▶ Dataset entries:
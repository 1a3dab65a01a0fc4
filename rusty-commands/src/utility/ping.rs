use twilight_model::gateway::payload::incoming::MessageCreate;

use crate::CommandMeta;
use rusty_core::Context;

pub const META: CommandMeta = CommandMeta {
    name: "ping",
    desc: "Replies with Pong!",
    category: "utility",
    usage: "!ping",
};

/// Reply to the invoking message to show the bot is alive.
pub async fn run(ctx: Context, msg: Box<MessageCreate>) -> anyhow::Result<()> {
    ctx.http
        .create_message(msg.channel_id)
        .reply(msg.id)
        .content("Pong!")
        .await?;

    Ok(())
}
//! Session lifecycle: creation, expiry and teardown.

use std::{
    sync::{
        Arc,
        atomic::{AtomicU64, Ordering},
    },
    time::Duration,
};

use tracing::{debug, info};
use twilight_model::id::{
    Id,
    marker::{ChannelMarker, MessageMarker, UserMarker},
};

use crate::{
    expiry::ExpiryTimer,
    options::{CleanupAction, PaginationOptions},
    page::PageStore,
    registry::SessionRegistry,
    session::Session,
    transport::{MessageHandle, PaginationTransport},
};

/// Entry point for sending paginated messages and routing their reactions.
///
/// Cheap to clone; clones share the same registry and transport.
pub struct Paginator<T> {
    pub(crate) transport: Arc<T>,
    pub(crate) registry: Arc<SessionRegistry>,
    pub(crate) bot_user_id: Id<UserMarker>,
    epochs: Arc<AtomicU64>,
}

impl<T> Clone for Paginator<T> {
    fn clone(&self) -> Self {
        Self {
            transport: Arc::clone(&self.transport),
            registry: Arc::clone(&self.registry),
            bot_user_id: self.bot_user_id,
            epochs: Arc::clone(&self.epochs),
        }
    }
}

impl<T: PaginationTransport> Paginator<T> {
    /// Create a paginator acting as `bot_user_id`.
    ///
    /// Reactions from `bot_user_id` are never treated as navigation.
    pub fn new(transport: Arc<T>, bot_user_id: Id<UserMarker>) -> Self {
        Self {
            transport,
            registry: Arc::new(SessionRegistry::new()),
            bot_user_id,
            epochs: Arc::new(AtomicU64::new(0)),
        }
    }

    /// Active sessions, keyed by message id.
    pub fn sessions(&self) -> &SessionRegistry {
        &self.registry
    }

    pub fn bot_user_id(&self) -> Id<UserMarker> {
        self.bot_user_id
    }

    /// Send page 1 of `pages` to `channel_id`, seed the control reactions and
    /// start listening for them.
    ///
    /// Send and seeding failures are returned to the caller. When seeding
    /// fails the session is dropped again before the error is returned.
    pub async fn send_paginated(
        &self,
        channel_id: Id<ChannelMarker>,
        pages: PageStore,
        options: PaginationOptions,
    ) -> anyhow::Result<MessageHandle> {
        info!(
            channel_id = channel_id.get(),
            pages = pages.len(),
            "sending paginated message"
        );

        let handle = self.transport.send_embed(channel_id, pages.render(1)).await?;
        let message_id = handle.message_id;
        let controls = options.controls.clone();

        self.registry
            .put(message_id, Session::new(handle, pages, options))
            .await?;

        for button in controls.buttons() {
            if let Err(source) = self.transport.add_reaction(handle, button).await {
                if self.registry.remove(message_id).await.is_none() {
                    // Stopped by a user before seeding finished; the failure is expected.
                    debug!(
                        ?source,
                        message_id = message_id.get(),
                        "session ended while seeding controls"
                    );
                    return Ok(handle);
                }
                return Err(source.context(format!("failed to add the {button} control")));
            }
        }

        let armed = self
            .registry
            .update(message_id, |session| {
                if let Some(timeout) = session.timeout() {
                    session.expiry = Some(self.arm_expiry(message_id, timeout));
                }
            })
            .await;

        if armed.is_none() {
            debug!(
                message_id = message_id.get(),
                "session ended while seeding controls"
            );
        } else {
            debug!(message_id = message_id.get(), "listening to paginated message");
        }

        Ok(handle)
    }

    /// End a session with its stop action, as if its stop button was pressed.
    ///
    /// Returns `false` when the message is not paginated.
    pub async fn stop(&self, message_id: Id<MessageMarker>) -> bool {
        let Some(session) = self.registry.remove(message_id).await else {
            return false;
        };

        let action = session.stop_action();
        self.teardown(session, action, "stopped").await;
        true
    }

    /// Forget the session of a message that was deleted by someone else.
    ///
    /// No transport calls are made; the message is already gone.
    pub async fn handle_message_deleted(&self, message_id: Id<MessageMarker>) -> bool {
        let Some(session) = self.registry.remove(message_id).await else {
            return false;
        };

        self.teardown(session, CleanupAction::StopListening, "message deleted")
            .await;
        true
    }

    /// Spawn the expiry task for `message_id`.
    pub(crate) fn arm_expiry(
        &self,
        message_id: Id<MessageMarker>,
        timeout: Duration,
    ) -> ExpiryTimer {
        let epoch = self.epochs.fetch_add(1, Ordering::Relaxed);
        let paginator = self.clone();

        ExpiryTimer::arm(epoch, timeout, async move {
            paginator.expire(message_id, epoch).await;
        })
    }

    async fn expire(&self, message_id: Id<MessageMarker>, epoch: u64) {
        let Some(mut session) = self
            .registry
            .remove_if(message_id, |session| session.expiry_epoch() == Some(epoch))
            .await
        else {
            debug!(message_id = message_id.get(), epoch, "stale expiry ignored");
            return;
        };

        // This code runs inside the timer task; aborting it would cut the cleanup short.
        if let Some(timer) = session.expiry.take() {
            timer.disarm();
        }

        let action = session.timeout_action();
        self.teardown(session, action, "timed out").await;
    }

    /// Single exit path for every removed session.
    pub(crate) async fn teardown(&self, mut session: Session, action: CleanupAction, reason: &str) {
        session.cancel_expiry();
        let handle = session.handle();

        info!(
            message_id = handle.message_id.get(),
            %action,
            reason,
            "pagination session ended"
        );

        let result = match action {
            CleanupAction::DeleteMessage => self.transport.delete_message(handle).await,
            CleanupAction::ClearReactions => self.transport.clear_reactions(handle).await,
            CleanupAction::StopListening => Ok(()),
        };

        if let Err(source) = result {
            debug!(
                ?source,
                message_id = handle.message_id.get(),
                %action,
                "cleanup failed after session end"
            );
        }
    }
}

▶ TASK DESCRIPTION:
Where does the string "Pong" appear in the records above? Return every line that holds it.

▶ ANSWER AREA:
    desc: "Replies with Pong!",
        .content("Pong!")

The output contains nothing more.